Bisogna assolutamente intaccare i privilegi della casta politica (e non solo di quella).
Ma ciò avrà soprattutto un valore simbolico, servirà a rendere credibili ed equi i sacrifici, che dovranno però essere generali.


“Accettare le condizioni dei mercati significa rinunciare alla nostra sovranità”

Il dato ineliminabile è che quando si è indebitati e non si riesce a pagare bisogna rassicurare il creditore perché ci rinnovi il prestito; bisogna accettare le sue condizioni, a meno che non si disponga di soluzioni alternative più efficaci.

Non serve abbandonarsi al complottismo, straparlando della “prepotenza delle lobbies finanziarie mondiali (giudaico-massoniche?) che hanno prodotto la crisi”, del “commissariamento dei poteri forti”, ecc., senza indicare vie d’uscita.

Se ci teniamo tanto alla nostra autonomia dobbiamo recuperarla nei fatti – non a parole -, liberandoci della cultura del debito.
Altrimenti ci comportiamo come quei sedicenni che reclamano “indipendenza” con la carta di credito di papà …

Peraltro, le indicazioni che ci forniscono Banca Centrale e Commissione Europea (le quali non sono i nostri creditori, ma istituzioni espressione di quei Paesi che devono condividere il peso del nostro debito) ci sembrano in larga parte assennate.

Senza dimenticare che quando si partecipa a istituzioni internazionali (ONU, NATO, Unione Europea, ecc.), godendone i benefici, bisogna anche rispettare le regole comuni che si concorre a definire.
Del resto, secondo quanto stabilisce la nostra stessa Costituzione (art. 11), “l’Italia (…) consente, in condizioni di parità con gli altri Stati, alle limitazioni di sovranità necessarie ad un ordinamento che assicuri la pace e la giustizia fra le Nazioni”.


L’ora della responsabilità, dunque, impone a tutti sacrifici.
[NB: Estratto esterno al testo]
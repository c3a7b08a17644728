//! CSV Export
//!
//! Writes an account statement: a metadata block followed by the
//! transaction table.

use std::io::Write;

use rust_decimal::Decimal;

use super::Statement;
use crate::domain::Transaction;
use crate::error::ExportError;

const TRANSACTION_HEADER: [&str; 13] = [
    "Date",
    "Hash",
    "Type",
    "Direction",
    "From",
    "To",
    "Amount",
    "Token",
    "USD Value",
    "Status",
    "Block",
    "Gas Used",
    "Gas Price",
];

fn amount(value: Decimal) -> String {
    format!("{:.8}", value)
}

fn optional<T: ToString>(value: Option<T>) -> String {
    value.map(|v| v.to_string()).unwrap_or_default()
}

/// Write a statement, returning the number of transaction rows
pub fn write_statement<W: Write>(writer: W, statement: &Statement) -> Result<usize, ExportError> {
    // Metadata rows have fewer columns than the table
    let mut wtr = csv::WriterBuilder::new().flexible(true).from_writer(writer);
    let symbol = statement.chain.symbol();

    wtr.write_record(["Blockchain Account Statement"])?;
    wtr.write_record(["Network", statement.chain.name()])?;
    wtr.write_record(["Address", statement.address.as_str()])?;
    wtr.write_record(["Date Range", statement.range.to_string().as_str()])?;
    wtr.write_record([
        "Generated",
        statement
            .generated_at
            .format("%Y-%m-%d %H:%M:%S")
            .to_string()
            .as_str(),
    ])?;
    wtr.write_record([
        "Total Transactions",
        statement.statistics.count.to_string().as_str(),
    ])?;
    wtr.write_record(["Total In", amount(statement.statistics.total_in).as_str(), symbol])?;
    wtr.write_record(["Total Out", amount(statement.statistics.total_out).as_str(), symbol])?;
    wtr.write_record([
        "Net Change",
        amount(statement.statistics.net_change).as_str(),
        symbol,
    ])?;

    if let Some(opening) = &statement.opening_balance {
        wtr.write_record(["Opening Balance", amount(opening.native).as_str(), symbol])?;
        for token in &opening.tokens {
            wtr.write_record([
                "Opening Balance",
                amount(token.balance).as_str(),
                token.symbol.as_str(),
            ])?;
        }
    }

    if let Some(current) = &statement.current_balance {
        wtr.write_record(["Current Balance", amount(current.native).as_str(), symbol])?;
        for token in &current.tokens {
            wtr.write_record([
                "Current Balance",
                amount(token.balance).as_str(),
                token.symbol.as_str(),
            ])?;
        }
    }

    wtr.write_record([""])?;
    wtr.write_record(["Transactions:"])?;
    wtr.write_record(TRANSACTION_HEADER)?;

    for tx in &statement.transactions {
        wtr.write_record(transaction_record(tx, symbol))?;
    }

    wtr.flush()?;
    Ok(statement.transactions.len())
}

fn transaction_record(tx: &Transaction, native_symbol: &str) -> [String; 13] {
    [
        tx.timestamp.format("%Y-%m-%d %H:%M:%S").to_string(),
        tx.hash.clone(),
        tx.tx_type.label().to_string(),
        tx.direction.label().to_string(),
        tx.from.clone(),
        tx.to.clone(),
        amount(tx.amount),
        tx.token_or(native_symbol).to_string(),
        tx.usd_value.map(|v| format!("{:.2}", v)).unwrap_or_default(),
        tx.status.label().to_string(),
        optional(tx.block_number),
        optional(tx.gas_used),
        optional(tx.gas_price),
    ]
}

#[cfg(test)]
mod tests {
    use super::*;
    use crate::domain::{
        BalanceSnapshot, Chain, DateRange, Direction, Statistics, TokenBalance, TxStatus, TxType,
    };
    use chrono::{Local, TimeZone, Utc};

    fn statement(transactions: Vec<Transaction>) -> Statement {
        Statement {
            chain: Chain::Ethereum,
            address: "0xabc".to_string(),
            range: DateRange::parse("2024-01-01", "2024-01-31").unwrap(),
            generated_at: Local.with_ymd_and_hms(2024, 2, 1, 9, 30, 0).unwrap(),
            statistics: Statistics::from_transactions(&transactions),
            opening_balance: None,
            current_balance: Some(BalanceSnapshot::new(
                Decimal::new(25, 1),
                vec![TokenBalance::new("USDT", Decimal::from(100))],
            )),
            transactions,
        }
    }

    fn tx(hash: &str) -> Transaction {
        Transaction {
            hash: hash.to_string(),
            timestamp: Utc.with_ymd_and_hms(2024, 1, 5, 14, 3, 0).unwrap(),
            tx_type: TxType::Swap,
            direction: Direction::Out,
            from: "0xabc".to_string(),
            to: "0xdef, router".to_string(),
            amount: Decimal::new(15, 1),
            token_symbol: None,
            usd_value: Some(Decimal::new(300012, 2)),
            status: TxStatus::Success,
            block_number: Some(19_000_000),
            gas_used: None,
            gas_price: None,
            fee: None,
            edited: false,
        }
    }

    #[test]
    fn test_write_statement_layout() {
        let mut out = Vec::new();
        let rows = write_statement(&mut out, &statement(vec![tx("0x1"), tx("0x2")])).unwrap();
        assert_eq!(rows, 2);

        let text = String::from_utf8(out).unwrap();
        let lines: Vec<&str> = text.lines().collect();
        assert_eq!(lines[0], "Blockchain Account Statement");
        assert_eq!(lines[1], "Network,Ethereum");
        assert_eq!(lines[3], "Date Range,2024-01-01 to 2024-01-31");
        assert_eq!(lines[4], "Generated,2024-02-01 09:30:00");
        assert!(lines.contains(&"Total Out,1.50000000,ETH"));
        assert!(lines.contains(&"Current Balance,2.50000000,ETH"));
        assert!(lines.contains(&"Current Balance,100.00000000,USDT"));
        assert!(!text.contains("Opening Balance"));

        let table = lines.iter().position(|l| *l == "Transactions:").unwrap();
        assert_eq!(
            lines[table + 1],
            "Date,Hash,Type,Direction,From,To,Amount,Token,USD Value,Status,Block,Gas Used,Gas Price"
        );
        assert_eq!(
            lines[table + 2],
            "2024-01-05 14:03:00,0x1,Swap,out,0xabc,\"0xdef, router\",1.50000000,ETH,3000.12,Success,19000000,,"
        );
        assert_eq!(lines.len(), table + 4);
    }

    #[test]
    fn test_write_statement_empty_table() {
        let mut out = Vec::new();
        let rows = write_statement(&mut out, &statement(Vec::new())).unwrap();
        assert_eq!(rows, 0);
        let text = String::from_utf8(out).unwrap();
        assert!(text.trim_end().ends_with("Gas Price"));
        assert!(text.contains("Total Transactions,0"));
    }
}
//! Async worker - runs in Tokio runtime and talks to the analysis backend

use std::any::Any;
use std::future::Future;
use std::sync::mpsc::{Receiver, Sender, TryRecvError};
use std::sync::Arc;
use std::time::Duration;

use anyhow::Result;
use tokio::time::interval;
use tracing::{error, info};

use crate::infrastructure::gateway::{ExportKind, Gateway};
use crate::infrastructure::runtime::bridge::{RuntimeCommand, RuntimeEvent, TaskKind};

/// Run the async worker loop until `Shutdown` or the TUI side hangs up
pub async fn run_async_worker(
    gateway: Arc<Gateway>,
    cmd_rx: Receiver<RuntimeCommand>,
    evt_tx: Sender<RuntimeEvent>,
) -> Result<()> {
    let mut poll_interval = interval(Duration::from_millis(25));
    info!(backend = gateway.base_url(), "worker started");

    loop {
        poll_interval.tick().await;

        // Process commands (non-blocking)
        loop {
            let cmd = match cmd_rx.try_recv() {
                Ok(cmd) => cmd,
                Err(TryRecvError::Empty) => break,
                Err(TryRecvError::Disconnected) => return Ok(()),
            };

            match cmd {
                RuntimeCommand::Shutdown => {
                    info!("worker shutting down");
                    return Ok(());
                }

                RuntimeCommand::Analyze {
                    generation,
                    chain,
                    address,
                    range,
                } => {
                    let gateway = Arc::clone(&gateway);
                    spawn_guarded(TaskKind::Analysis, Some(generation), evt_tx.clone(), async move {
                        match gateway.fetch(chain, &address, range).await {
                            Ok(result) => RuntimeEvent::AnalysisReady { generation, result },
                            Err(error) => RuntimeEvent::AnalysisFailed { generation, error },
                        }
                    });
                }

                RuntimeCommand::Export { kind, request } => {
                    let gateway = Arc::clone(&gateway);
                    spawn_guarded(TaskKind::Export, None, evt_tx.clone(), async move {
                        let outcome = match kind {
                            ExportKind::Pdf => gateway.export_pdf(&request).await,
                            ExportKind::Csv => gateway.export_csv(&request).await,
                        };
                        match outcome {
                            Ok(file) => RuntimeEvent::ExportReady { file },
                            Err(error) => RuntimeEvent::ExportFailed { error },
                        }
                    });
                }

                RuntimeCommand::Health => {
                    let gateway = Arc::clone(&gateway);
                    spawn_guarded(TaskKind::Health, None, evt_tx.clone(), async move {
                        match gateway.health().await {
                            Ok(status) => RuntimeEvent::HealthReady { status },
                            Err(error) => RuntimeEvent::HealthFailed { error },
                        }
                    });
                }

                RuntimeCommand::Invalidate => gateway.invalidate().await,
            }
        }
    }
}

/// Spawn a task whose panic is reported as an event instead of being lost
fn spawn_guarded<F>(
    task: TaskKind,
    generation: Option<u64>,
    evt_tx: Sender<RuntimeEvent>,
    fut: F,
)
where
    F: Future<Output = RuntimeEvent> + Send + 'static,
{
    let handle = tokio::spawn(fut);
    tokio::spawn(async move {
        let event = match handle.await {
            Ok(event) => event,
            Err(err) => {
                let message = if err.is_panic() {
                    panic_message(err.into_panic().as_ref())
                } else {
                    "task cancelled".to_string()
                };
                error!(?task, ?generation, %message, "background task failed");
                RuntimeEvent::Unexpected {
                    task,
                    generation,
                    message,
                }
            }
        };
        let _ = evt_tx.send(event);
    });
}

fn panic_message(panic: &(dyn Any + Send)) -> String {
    panic
        .downcast_ref::<&str>()
        .map(|s| s.to_string())
        .or_else(|| panic.downcast_ref::<String>().cloned())
        .unwrap_or_else(|| "unknown panic".to_string())
}
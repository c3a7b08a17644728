use std::fs::{self, OpenOptions};
use std::io;
use std::path::PathBuf;
use std::sync::{Arc, Mutex};
use std::time::{Duration, Instant};

use anyhow::Result;
use clap::Parser;
use crossterm::event::{self, Event, KeyCode, KeyEvent, KeyEventKind, KeyModifiers};
use crossterm::execute;
use crossterm::terminal::{
    disable_raw_mode, enable_raw_mode, EnterAlternateScreen, LeaveAlternateScreen,
};
use ratatui::backend::CrosstermBackend;
use ratatui::Terminal;
use tracing::{info, warn};
use tracing_subscriber::EnvFilter;

use screener::app::{App, InputMode};
use screener::config::{self, Config};
use screener::core::Action;
use screener::infrastructure::gateway::{Gateway, ReqwestTransport};
use screener::infrastructure::runtime::{RuntimeBridge, RuntimeCommand, RuntimeEvent};
use screener::store::PageMove;
use screener::ui;

#[derive(Debug, Parser)]
#[command(
    name = "screener",
    version,
    about = "Screener: blockchain account statements in the terminal"
)]
struct Args {
    /// Analysis backend base URL (e.g. http://localhost:8085/api)
    #[arg(long)]
    backend: Option<String>,

    /// Rows per table page
    #[arg(long)]
    page_size: Option<usize>,

    /// Directory for exported statements
    #[arg(long)]
    export_dir: Option<PathBuf>,

    /// Network of the initial query (ethereum, polygon, ...)
    #[arg(long, requires_all = ["address", "from", "to"])]
    chain: Option<String>,

    /// Address of the initial query
    #[arg(long, requires = "chain")]
    address: Option<String>,

    /// Start date of the initial query (YYYY-MM-DD)
    #[arg(long, requires = "chain")]
    from: Option<String>,

    /// End date of the initial query (YYYY-MM-DD)
    #[arg(long, requires = "chain")]
    to: Option<String>,
}

fn main() -> Result<()> {
    let args = Args::parse();
    init_logging();
    let config = config_from_args(&args, config::load());
    info!(backend = %config.backend_url, "starting");

    let transport = ReqwestTransport::new(config.request_timeout())?;
    let gateway = Gateway::new(Arc::new(transport), config.backend_url.clone())
        .with_cache_ttl(config.cache_ttl());
    let runtime = RuntimeBridge::new(Arc::new(gateway))?;

    let mut app = App::new(&config);
    let action = match (&args.chain, &args.address, &args.from, &args.to) {
        (Some(chain), Some(address), Some(from), Some(to)) => {
            app.request_analysis(chain, address, from, to)
        }
        _ => app.request_health(),
    };
    app.apply_action(action);

    let mut stdout = io::stdout();
    enable_raw_mode()?;
    execute!(stdout, EnterAlternateScreen)?;

    let backend = CrosstermBackend::new(stdout);
    let mut terminal = Terminal::new(backend)?;

    let res = run_app(&mut terminal, app, runtime);

    disable_raw_mode()?;
    execute!(terminal.backend_mut(), LeaveAlternateScreen)?;
    terminal.show_cursor()?;

    if let Err(err) = res {
        eprintln!("{err:?}");
    }

    Ok(())
}

fn config_from_args(args: &Args, mut config: Config) -> Config {
    if let Some(backend) = args
        .backend
        .as_deref()
        .map(str::trim)
        .filter(|s| !s.is_empty())
    {
        config.backend_url = backend.to_string();
    }
    if let Some(page_size) = args.page_size {
        config.page_size = page_size.max(1);
    }
    if let Some(dir) = args.export_dir.clone() {
        config.export_dir = Some(dir);
    }
    config
}

/// Log to a file; the terminal belongs to the TUI
fn init_logging() {
    let Some(path) = config::log_path() else {
        return;
    };
    if let Some(parent) = path.parent() {
        if fs::create_dir_all(parent).is_err() {
            return;
        }
    }
    let Ok(file) = OpenOptions::new().create(true).append(true).open(&path) else {
        return;
    };

    let filter = EnvFilter::try_from_default_env().unwrap_or_else(|_| EnvFilter::new("info"));
    let _ = tracing_subscriber::fmt()
        .with_env_filter(filter)
        .with_writer(Mutex::new(file))
        .with_ansi(false)
        .try_init();
}

fn run_app<B: ratatui::backend::Backend>(
    terminal: &mut Terminal<B>,
    mut app: App,
    runtime: RuntimeBridge,
) -> Result<()> {
    let tick_rate = Duration::from_millis(200);
    let mut last_tick = Instant::now();

    loop {
        pump_background(&mut app, &runtime);
        terminal.draw(|f| ui::draw(f, &mut app))?;
        if app.should_quit {
            let _ = runtime.send(RuntimeCommand::Shutdown);
            return Ok(());
        }

        let timeout = tick_rate
            .checked_sub(last_tick.elapsed())
            .unwrap_or_else(|| Duration::from_secs(0));

        if event::poll(timeout)? {
            if let Event::Key(key) = event::read()? {
                handle_key(&mut app, key);
            }
        }

        if last_tick.elapsed() >= tick_rate {
            app.on_tick();
            last_tick = Instant::now();
        }
    }
}

fn pump_background(app: &mut App, runtime: &RuntimeBridge) {
    for event in runtime.poll_events() {
        match event {
            RuntimeEvent::AnalysisReady { generation, result } => {
                app.apply_analysis(generation, result)
            }
            RuntimeEvent::AnalysisFailed { generation, error } => {
                app.apply_gateway_error(generation, error)
            }
            RuntimeEvent::ExportReady { file } => app.apply_export_result(Ok(file)),
            RuntimeEvent::ExportFailed { error } => app.apply_export_result(Err(error)),
            RuntimeEvent::HealthReady { status } => app.apply_health(Ok(status)),
            RuntimeEvent::HealthFailed { error } => app.apply_health(Err(error)),
            RuntimeEvent::Unexpected {
                task,
                generation,
                message,
            } => app.apply_unexpected(task, generation, &message),
            RuntimeEvent::Error { message } => {
                warn!(error = %message, "runtime error");
                app.apply_action(Action::error(message));
            }
        }
    }

    for cmd in app.take_requests() {
        if let Err(err) = runtime.send(cmd) {
            app.apply_action(Action::error(format!("{err:#}")));
        }
    }
}

fn handle_key(app: &mut App, key: KeyEvent) {
    if key.kind != KeyEventKind::Press {
        return;
    }

    match app.input_mode {
        InputMode::Normal => handle_normal_mode(app, key),
        InputMode::Command => handle_command_mode(app, key),
    }
}

fn handle_normal_mode(app: &mut App, key: KeyEvent) {
    if key.modifiers.contains(KeyModifiers::CONTROL) && key.code == KeyCode::Char('c') {
        app.should_quit = true;
        return;
    }

    match key.code {
        KeyCode::Char(':') => app.enter_command(),
        KeyCode::Char('q') => app.should_quit = true,
        KeyCode::Char('n') | KeyCode::Right => app.change_page(PageMove::Next),
        KeyCode::Char('p') | KeyCode::Left => app.change_page(PageMove::Prev),
        KeyCode::Char('s') => app.cycle_sort_field(),
        KeyCode::Char('d') => app.toggle_sort_direction(),
        KeyCode::Up | KeyCode::Char('k') => app.move_selection_up(),
        KeyCode::Down | KeyCode::Char('j') => app.move_selection_down(),
        KeyCode::Char('x') | KeyCode::Delete => {
            let action = app.delete_selected();
            app.apply_action(action);
        }
        KeyCode::Char('u') => {
            let action = app.reset_overlay();
            app.apply_action(action);
        }
        KeyCode::Char('r') => app.apply_command_text("refresh"),
        KeyCode::Char('e') => app.apply_command_text("export csv"),
        _ => {}
    }
}

fn handle_command_mode(app: &mut App, key: KeyEvent) {
    match key.code {
        KeyCode::Esc => app.exit_command(),
        KeyCode::Enter => app.apply_command(),
        KeyCode::Up => {
            if let Some(last) = app.command.last.clone() {
                app.command.input = last;
            }
        }
        KeyCode::Backspace => {
            app.command.input.pop();
        }
        KeyCode::Char(ch) => {
            if key.modifiers.contains(KeyModifiers::CONTROL) {
                return;
            }
            app.command.input.push(ch);
        }
        _ => {}
    }
}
L’importante è che siano sacrifici equi (“equo” non vuol dire che devono pagare “gli altri”…); e che siano accompagnati dalle riforme strutturali di cui abbiamo da tempo bisogno, mirate ad accrescere l’efficienza del sistema-Paese e quindi a rilanciare la crescita economica (le riforme che ci chiede la BCE, quelle che abbiamo invocato parlando della crisi della finanza pubblica europea).

L’evoluzione del quadro politico (caduta di Berlusconi, governo Monti) può suscitare la ragionevole speranza che si è intrapresa la strada giusta?

Di questo aspetto ci occupiamo in un altro articolo.
Quel che è certo è che – chiunque sia al governo – la strada la conosciamo. E non consente scorciatoie.